The FSFSF sought to promote sports that were seen as "unfeminine" at the time. Its sports included athletics, pushball, field hockey, basketball, swimming, rowing, and cross country running. These sports had been disregarded by another women's sports organisation, the Union française de gymnastique féminine, which chose to focus on "feminine sports". The FSFSF collaborated with existing women's sports clubs Fémina Sport, and En Avant, which were both founded in 1912, and Académia, which was founded in 1913.

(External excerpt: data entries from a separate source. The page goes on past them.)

//! WebAssembly module for the AsthmaShield dashboard
//!
//! Provides client-side computation for:
//! - Patient and location input validation
//! - Feature vector preview
//! - Contributor ranking and advice rendering

use wasm_bindgen::prelude::*;

// Re-export shared types for use in JavaScript
pub use shared::models::*;
pub use shared::types::*;
pub use shared::validation::*;

use shared::{AdviceComposer, FeatureVectorBuilder};

fn js_error(message: String) -> JsValue {
    JsValue::from_str(&message)
}

/// Feature names in model input order, as a JSON array
#[wasm_bindgen]
pub fn feature_names() -> String {
    serde_json::to_string(&FEATURE_SCHEMA.names()).unwrap_or_else(|_| "[]".to_string())
}

#[wasm_bindgen]
pub fn feature_schema_version() -> u32 {
    FEATURE_SCHEMA.version
}

/// Validate a patient profile; throws the first problem found
#[wasm_bindgen]
pub fn validate_patient(age: i32, history_severe_attacks: i32, adherence: f64) -> Result<(), JsValue> {
    check_patient(age, history_severe_attacks, adherence).map_err(js_error)
}

fn check_patient(age: i32, history_severe_attacks: i32, adherence: f64) -> Result<(), String> {
    PatientProfile::new(age, history_severe_attacks, adherence)
        .validate()
        .map_err(|e| e.to_string())
}

#[wasm_bindgen]
pub fn is_valid_city(city: &str) -> bool {
    validate_location_name(city).is_ok()
}

/// Build the model input vector from a snapshot JSON and a patient profile
///
/// Returns the ten values as a JSON array.
#[wasm_bindgen]
pub fn build_feature_vector(
    snapshot_json: &str,
    age: i32,
    history_severe_attacks: i32,
    adherence: f64,
) -> Result<String, JsValue> {
    feature_vector_json(snapshot_json, age, history_severe_attacks, adherence).map_err(js_error)
}

fn feature_vector_json(
    snapshot_json: &str,
    age: i32,
    history_severe_attacks: i32,
    adherence: f64,
) -> Result<String, String> {
    let snapshot: EnvironmentalSnapshot = serde_json::from_str(snapshot_json)
        .map_err(|e| format!("Invalid snapshot JSON: {}", e))?;
    let profile = PatientProfile::new(age, history_severe_attacks, adherence);
    let vector = FeatureVectorBuilder::new()
        .build(&snapshot, &profile)
        .map_err(|e| e.to_string())?;
    serde_json::to_string(vector.values()).map_err(|e| e.to_string())
}

/// Top `n` contributors of an explanation JSON, largest magnitude first
#[wasm_bindgen]
pub fn top_contributors(explanation_json: &str, n: usize) -> Result<String, JsValue> {
    ranked_contributors(explanation_json, n).map_err(js_error)
}

fn ranked_contributors(explanation_json: &str, n: usize) -> Result<String, String> {
    let explanation: Explanation = serde_json::from_str(explanation_json)
        .map_err(|e| format!("Invalid explanation JSON: {}", e))?;
    serde_json::to_string(&explanation.top(n)).map_err(|e| e.to_string())
}

/// Render advice for a prediction exactly as the service does
#[wasm_bindgen]
pub fn compose_advice(
    prediction_json: &str,
    feature_values_json: &str,
    age: i32,
    history_severe_attacks: i32,
    adherence: f64,
    explanation_json: Option<String>,
) -> Result<String, JsValue> {
    render_advice(
        prediction_json,
        feature_values_json,
        PatientProfile::new(age, history_severe_attacks, adherence),
        explanation_json.as_deref(),
    )
    .map_err(js_error)
}

fn render_advice(
    prediction_json: &str,
    feature_values_json: &str,
    profile: PatientProfile,
    explanation_json: Option<&str>,
) -> Result<String, String> {
    let prediction: RiskPrediction = serde_json::from_str(prediction_json)
        .map_err(|e| format!("Invalid prediction JSON: {}", e))?;
    let values: [f64; FEATURE_COUNT] = serde_json::from_str(feature_values_json)
        .map_err(|e| format!("Invalid feature values: {}", e))?;
    let explanation: Option<Explanation> = explanation_json
        .map(serde_json::from_str)
        .transpose()
        .map_err(|e| format!("Invalid explanation JSON: {}", e))?;

    Ok(AdviceComposer::default().compose(
        &prediction,
        &FeatureVector::from_values(values),
        &profile,
        explanation.as_ref(),
    ))
}

#[cfg(test)]
mod tests {
    use super::*;

    const PUNE_SNAPSHOT: &str = r#"{
        "location": "Pune",
        "observed_at": "2024-06-01T09:00:00Z",
        "pm25": 6.12, "pm10": 6.87, "temperature": 26.34, "humidity": 71.0,
        "pressure": 1010.0, "wind_speed": 3.88, "pollen_level": 50.0
    }"#;

    #[test]
    fn test_feature_names_in_schema_order() {
        let names: Vec<String> = serde_json::from_str(&feature_names()).unwrap();
        assert_eq!(names.len(), FEATURE_COUNT);
        assert_eq!(names[0], "pm25");
        assert_eq!(names[9], "medication_adherence");
    }

    #[test]
    fn test_patient_validation() {
        assert!(check_patient(35, 2, 0.8).is_ok());
        assert!(check_patient(35, 2, 1.0).is_ok());
        assert!(check_patient(0, 2, 0.8).is_err());
        assert!(check_patient(35, -1, 0.8).is_err());
        assert!(check_patient(35, 2, 1.5).unwrap_err().contains("medication_adherence"));
    }

    #[test]
    fn test_city_validation() {
        assert!(is_valid_city("Pune"));
        assert!(!is_valid_city("   "));
    }

    #[test]
    fn test_feature_vector_preview() {
        let json = feature_vector_json(PUNE_SNAPSHOT, 35, 2, 0.8).unwrap();
        let values: Vec<f64> = serde_json::from_str(&json).unwrap();
        assert_eq!(values, vec![6.12, 6.87, 26.34, 71.0, 50.0, 3.88, 1010.0, 35.0, 2.0, 0.8]);
    }

    #[test]
    fn test_feature_vector_rejects_missing_measurement() {
        let snapshot = r#"{"location": "Pune", "observed_at": "2024-06-01T09:00:00Z", "pm25": 6.12}"#;
        let err = feature_vector_json(snapshot, 35, 2, 0.8).unwrap_err();
        assert!(err.contains("pm10"));
    }

    #[test]
    fn test_advice_matches_service_wording() {
        let prediction = r#"{"label": "Moderate", "probabilities": {"Low": 0.39, "Moderate": 0.46, "High": 0.15}}"#;
        let values = "[6.12, 6.87, 26.34, 71.0, 50.0, 3.88, 1010.0, 35.0, 2.0, 0.8]";
        let advice = render_advice(prediction, values, PatientProfile::new(35, 2, 0.8), None).unwrap();

        assert!(advice.contains("PM2.5=6.12"));
        assert!(advice.contains("Moderate risk detected"));
        assert!(advice.contains("Prediction confidence: 46%"));
    }
}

From 1919 until 1932, the FSFSF were responsible for the French women's football championship, the Championnat de France de football féminin. The first championship in 1919 featured two teams: Fémina Sport and En Avant. They competed in a two-legged tie, which was won on aggregate by Fémina Sport. In 1924, 16 teams competed in the league, which reduced to eight teams in 1931. There was criticism of the effects of playing football on women's health, and a concern that the league was heavily orientated towards Paris, where most teams were based. In 1933, women's football was banned by the French Football Federation, and the Championnat de France de football féminin was ended. In total, Fémina Sport won the championship 11 times, En Avant won twice, and Les Sportives de Paris won the title once.

In 1920, a French XI organised by the FSFSF travelled to England to play four football matches against Dick, Kerr Ladies F.C. Dick, Kerr Ladies travelled to France later in the year to play four more matches against a French XI; the match at Stade Pershing in Paris attracted 22,000 supporters. In 1922, an FSFSF team played matches against a British XI in Plymouth and Exeter, United Kingdom and a Cornish XI in Falmouth, Cornwall, United Kingdom.

In 1921, after it was announced that women could not compete in athletics events at the 1924 Summer Olympics, Milliat and the FSFSF organised the Olympiades Feminines (Women's Olympiad). The FSFSF-organised events ran from 1921 to 1923. They were superseded by the Women's World Games, organised by the International Women's Sports Federation (FSFI); the FSFI and the British Women's Amateur Athletic Association also jointly organised the 1924 Women's Olympiad. The FSFI had been founded at a meeting following the 1921 Women's Olympiad.